Changed to a sorted vector.

================
Comment at: clang/include/clang/Tooling/Syntax/Pseudo/LRAutomaton.h:79
+
+// A deterministic finite state automaton for LR parsing.
+//
----------------
sammccall wrote:
> Hmm, isn't the point of GLR that it's a nondeterministic automaton?
> 
> We've done the LR-style NFA->DFA conversion, but it's not complete (when we 
> hit a conflict we continue rather than giving up)
yes and no. There are a few conceptually difference here.

GLR is indeed a nondeterministic parser, but I think the term 
deterministic/nondeterministic in parser is different than the ones used in 
automaton context. 
A deterministic parser (typical LR) has a property that there will always be 
only one possible action to choose from, thus it is fast (linear), and it 
produces only one syntax tree;
A deterministic automaton is described 
[here](https://en.wikipedia.org/wiki/Nondeterministic_finite_automaton).

> We've done the LR-style NFA->DFA conversion, but it's not complete (when we 
> hit a conflict we continue rather than giving up)
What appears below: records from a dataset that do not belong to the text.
use super::slippage::{check_limit, shortfall_slippage};
use super::{PoolManager, ShareChange, WithdrawOutcome, find_pool, payout_error, validate_address};
use crate::bank::Bank;
use crate::error::SwapError;
use crate::events::{EventData, EventSink, WithdrawData};
use crate::params::ParamSource;
use amm_data::{CacheStore, Database, KvStore};
use amm_domain::error::{InvariantViolation, PoolError};
use amm_domain::state::{PoolRecord, ShareRecord};
use amm_domain::token::Coin;
use primitive_types::U256;
use rust_decimal::Decimal;
use tracing::info;

impl<S, B, P, E> PoolManager<S, B, P, E>
where
    S: KvStore,
    B: Bank,
    P: ParamSource,
    E: EventSink,
{
    /// Burns `shares` of `owner` in `pool_id` and pays out their value.
    ///
    /// Each expected coin may exceed the paid amount by at most
    /// `slippage_limit`, checked per asset.
    pub fn withdraw(
        &mut self,
        owner: &str,
        pool_id: &str,
        shares: U256,
        slippage_limit: Decimal,
        expected_a: &Coin,
        expected_b: &Coin,
    ) -> Result<WithdrawOutcome, SwapError> {
        self.breaker.check()?;
        let result =
            self.withdraw_inner(owner, pool_id, shares, slippage_limit, expected_a, expected_b);
        self.settle("withdraw", result)
    }

    pub(super) fn withdraw_inner(
        &mut self,
        owner: &str,
        pool_id: &str,
        shares: U256,
        slippage_limit: Decimal,
        expected_a: &Coin,
        expected_b: &Coin,
    ) -> Result<WithdrawOutcome, SwapError> {
        validate_address(owner, "owner")?;
        let limit = super::slippage_limit(slippage_limit)?;

        let mut db = Database::new(CacheStore::new(&self.store));

        let share_record = db.shares().find(owner, pool_id)?.ok_or_else(|| {
            PoolError::ShareRecordNotFound(format!("no deposit for {owner} in pool {pool_id}"))
        })?;
        let owned = share_record.shares_owned;
        if shares.is_zero() || shares > owned {
            return Err(PoolError::InvalidShares(format!(
                "withdraw of {shares} shares, owner holds {owned}"
            ))
            .into());
        }

        let (_, mut pool) = find_pool(&db, pool_id)?.ok_or_else(|| {
            InvariantViolation::new(format!("pool {pool_id} not found for share record of {owner}"))
        })?;

        let expected_denoms = [expected_a.denom.as_str(), expected_b.denom.as_str()];
        if !expected_denoms.contains(&pool.denom_a()) || !expected_denoms.contains(&pool.denom_b()) {
            return Err(PoolError::InvalidCoins(format!(
                "expected coins {expected_a},{expected_b} do not match pool {pool_id}"
            ))
            .into());
        }

        let value = pool.share_value(shares)?;
        let value_a = value.amount_of(pool.denom_a());
        let value_b = value.amount_of(pool.denom_b());
        if value_a.is_zero() || value_b.is_zero() {
            return Err(PoolError::InsufficientLiquidity("shares must be increased".into()).into());
        }
        for expected in [expected_a, expected_b] {
            let calculated = value.amount_of(&expected.denom);
            check_limit(shortfall_slippage(expected.amount, calculated)?, limit)?;
        }

        let withdrawn = pool.remove_liquidity(shares)?;
        if pool.is_empty() {
            db.pools_mut().delete(pool_id);
        } else {
            db.pools_mut().save(&PoolRecord::from_pool(&pool))?;
        }

        let remaining = owned - shares;
        if remaining.is_zero() {
            db.shares_mut().delete(owner, pool_id)?;
        } else {
            db.shares_mut()
                .save(&ShareRecord::new(owner, pool_id, remaining))?;
        }

        self.bank
            .send_from_pool_to_account(owner, &withdrawn)
            .map_err(payout_error)?;

        let changes = db.into_inner().into_changes();
        let share_change = ShareChange::Modified {
            pool_id,
            owner,
            before: owned,
        };
        let event = EventData::Withdraw(WithdrawData {
            pool_id: pool_id.to_string(),
            owner: owner.to_string(),
            amount: withdrawn.clone(),
            shares,
        });
        self.commit(changes, Some(share_change), event);

        info!(
            pool_id = pool_id,
            owner = owner,
            withdrawn = %withdrawn,
            shares = %shares,
            "Withdraw committed"
        );

        Ok(WithdrawOutcome {
            pool_id: pool_id.to_string(),
            withdrawn,
            shares,
        })
    }
}

#[cfg(test)]
mod tests {
    use crate::bank::{Bank, BankError, MemoryBank};
    use crate::error::SwapError;
    use crate::hooks::{HookCall, RecordingHooks};
    use crate::manager::MemoryPoolManager;
    use amm_data::Database;
    use amm_domain::error::PoolError;
    use amm_domain::params::{AllowedPool, AllowedPools, Params};
    use amm_domain::token::{Coin, Coins};
    use primitive_types::U256;
    use rust_decimal_macros::dec;

    const ALICE: &str = "kava1alice";

    fn coins(list: &[(&str, u64)]) -> Coins {
        Coins::new(list.iter().map(|(d, a)| Coin::new(*d, *a))).unwrap()
    }

    fn fund(bank: &mut MemoryBank, address: &str) {
        bank.fund_account(address, &coins(&[("ukava", 10_000_000), ("usdx", 50_000_000)]))
            .unwrap();
    }

    /// Alice owns the whole `ukava/usdx` pool: 10e6 ukava, 50e6 usdx, 22360679 shares.
    fn manager() -> MemoryPoolManager {
        let params = Params::new(
            AllowedPools::new([AllowedPool::new("ukava", "usdx")]),
            dec!(0.003),
        );
        let mut manager = MemoryPoolManager::in_memory(params);
        fund(manager.bank_mut(), ALICE);
        manager
            .deposit(ALICE, &Coin::new("ukava", 10_000_000u64), &Coin::new("usdx", 50_000_000u64))
            .unwrap();
        manager
    }

    fn ukava(amount: u64) -> Coin {
        Coin::new("ukava", amount)
    }

    fn usdx(amount: u64) -> Coin {
        Coin::new("usdx", amount)
    }

    #[test]
    fn test_full_withdraw_deletes_records() {
        let mut manager = manager();
        let outcome = manager
            .withdraw(
                ALICE,
                "ukava/usdx",
                U256::from(22_360_679u64),
                dec!(0),
                &ukava(10_000_000),
                &usdx(50_000_000),
            )
            .unwrap();
        assert_eq!(outcome.withdrawn, coins(&[("ukava", 10_000_000), ("usdx", 50_000_000)]));

        let db = Database::new(manager.store());
        assert!(db.pools().find("ukava/usdx").unwrap().is_none());
        assert!(db.shares().find(ALICE, "ukava/usdx").unwrap().is_none());
        assert!(manager.store().is_empty());
        assert!(manager.bank().pool_balance().is_empty());
        assert_eq!(
            manager.bank().balance(ALICE),
            coins(&[("ukava", 10_000_000), ("usdx", 50_000_000)])
        );
    }

    #[test]
    fn test_partial_withdraw() {
        let mut manager = manager();
        let outcome = manager
            .withdraw(
                ALICE,
                "ukava/usdx",
                U256::from(11_180_339u64),
                dec!(0.01),
                &ukava(5_000_000),
                &usdx(25_000_000),
            )
            .unwrap();
        assert_eq!(outcome.withdrawn, coins(&[("ukava", 4_999_999), ("usdx", 24_999_998)]));

        let db = Database::new(manager.store());
        let pool = db.pools().find("ukava/usdx").unwrap().unwrap();
        assert_eq!(pool.total_shares, U256::from(11_180_340u64));
        assert_eq!(pool.reserves(), coins(&[("ukava", 5_000_001), ("usdx", 25_000_002)]));
        let share = db.shares().find(ALICE, "ukava/usdx").unwrap().unwrap();
        assert_eq!(share.shares_owned, U256::from(11_180_340u64));
    }

    #[test]
    fn test_withdraw_slippage_per_asset() {
        let mut manager = manager();
        let err = manager
            .withdraw(
                ALICE,
                "ukava/usdx",
                U256::from(11_180_339u64),
                dec!(0.01),
                &ukava(5_100_000),
                &usdx(25_000_000),
            )
            .unwrap_err();
        assert!(matches!(err, SwapError::Pool(PoolError::SlippageExceeded(_))));

        // lower expectations never fail
        assert!(
            manager
                .withdraw(
                    ALICE,
                    "ukava/usdx",
                    U256::from(1_000_000u64),
                    dec!(0),
                    &ukava(1),
                    &usdx(1),
                )
                .is_ok()
        );
    }

    #[test]
    fn test_withdraw_errors() {
        let mut manager = manager();

        let err = manager
            .withdraw("kava1nobody", "ukava/usdx", U256::from(1), dec!(0.01), &ukava(1), &usdx(1))
            .unwrap_err();
        assert!(matches!(err, SwapError::Pool(PoolError::ShareRecordNotFound(_))));

        for shares in [U256::zero(), U256::from(22_360_680u64)] {
            let err = manager
                .withdraw(ALICE, "ukava/usdx", shares, dec!(0.01), &ukava(1), &usdx(1))
                .unwrap_err();
            assert!(matches!(err, SwapError::Pool(PoolError::InvalidShares(_))));
        }

        let err = manager
            .withdraw(
                ALICE,
                "ukava/usdx",
                U256::from(1_000u64),
                dec!(0.01),
                &ukava(1),
                &Coin::new("hard", 1u64),
            )
            .unwrap_err();
        assert!(matches!(err, SwapError::Pool(PoolError::InvalidCoins(_))));

        let err = manager
            .withdraw(ALICE, "ukava/usdx", U256::from(1), dec!(0.01), &ukava(1), &usdx(1))
            .unwrap_err();
        assert_eq!(
            err.as_pool_error(),
            Some(&PoolError::InsufficientLiquidity("shares must be increased".into()))
        );
        assert!(!manager.is_halted());
    }

    #[test]
    fn test_withdraw_hooks_see_balance_before() {
        let recorder = RecordingHooks::new();
        let mut manager = manager();
        manager.set_hooks(recorder.clone());

        for shares in [11_180_339u64, 11_180_340] {
            manager
                .withdraw(ALICE, "ukava/usdx", U256::from(shares), dec!(1), &ukava(1), &usdx(1))
                .unwrap();
        }

        let calls = recorder.take();
        assert_eq!(
            calls,
            vec![
                HookCall::BeforePoolDepositModified {
                    pool_id: "ukava/usdx".into(),
                    depositor: ALICE.into(),
                    shares_owned: U256::from(22_360_679u64),
                },
                HookCall::BeforePoolDepositModified {
                    pool_id: "ukava/usdx".into(),
                    depositor: ALICE.into(),
                    shares_owned: U256::from(11_180_340u64),
                },
            ]
        );
    }

    #[test]
    fn test_withdraw_into_full_balance_is_rejected() {
        let mut manager = manager();
        let full = Coins::new([Coin::new("usdx", U256::MAX)]).unwrap();
        manager.bank_mut().fund_account(ALICE, &full).unwrap();
        let store_before = manager.store().clone();
        let pool_before = manager.bank().pool_balance();

        let err = manager
            .withdraw(ALICE, "ukava/usdx", U256::from(1_000_000u64), dec!(1), &ukava(1), &usdx(1))
            .unwrap_err();
        assert_eq!(err, SwapError::Bank(BankError::Overflow(ALICE.into())));
        assert!(!manager.is_halted());

        assert_eq!(manager.store(), &store_before);
        assert_eq!(manager.bank().pool_balance(), pool_before);
        assert_eq!(manager.bank().balance(ALICE), full);
        assert!(!manager.check_invariants().1);
    }

    #[test]
    fn test_reserve_shortfall_halts_engine() {
        let mut manager = manager();
        manager
            .bank_mut()
            .burn_from_pool(&coins(&[("ukava", 1)]))
            .unwrap();

        let err = manager
            .withdraw(
                ALICE,
                "ukava/usdx",
                U256::from(22_360_679u64),
                dec!(0.01),
                &ukava(10_000_000),
                &usdx(50_000_000),
            )
            .unwrap_err();
        assert!(err.is_fatal());
        assert!(err.to_string().contains("reserve account out of sync"));
        assert!(manager.is_halted());

        // the pool record was not touched
        let db = Database::new(manager.store());
        assert!(db.pools().find("ukava/usdx").unwrap().is_some());

        let err = manager
            .deposit(ALICE, &ukava(1_000), &usdx(5_000))
            .unwrap_err();
        assert!(matches!(err, SwapError::Halted(_)));
    }
}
Not exactly, there is no NFA->DFA conversion here. What this patch does:
1. we constructs a deterministic LR(0) automaton (DFA) directly, this is what 
LRAutomaton represents;
2. based on the DFA, we construct an LR table (called Action and GoTo Table in 
standard LR). In particular, we use the FollowSet to determine reduce actions, 
it is called SLR(1) table which is powerful the the LR(0) table.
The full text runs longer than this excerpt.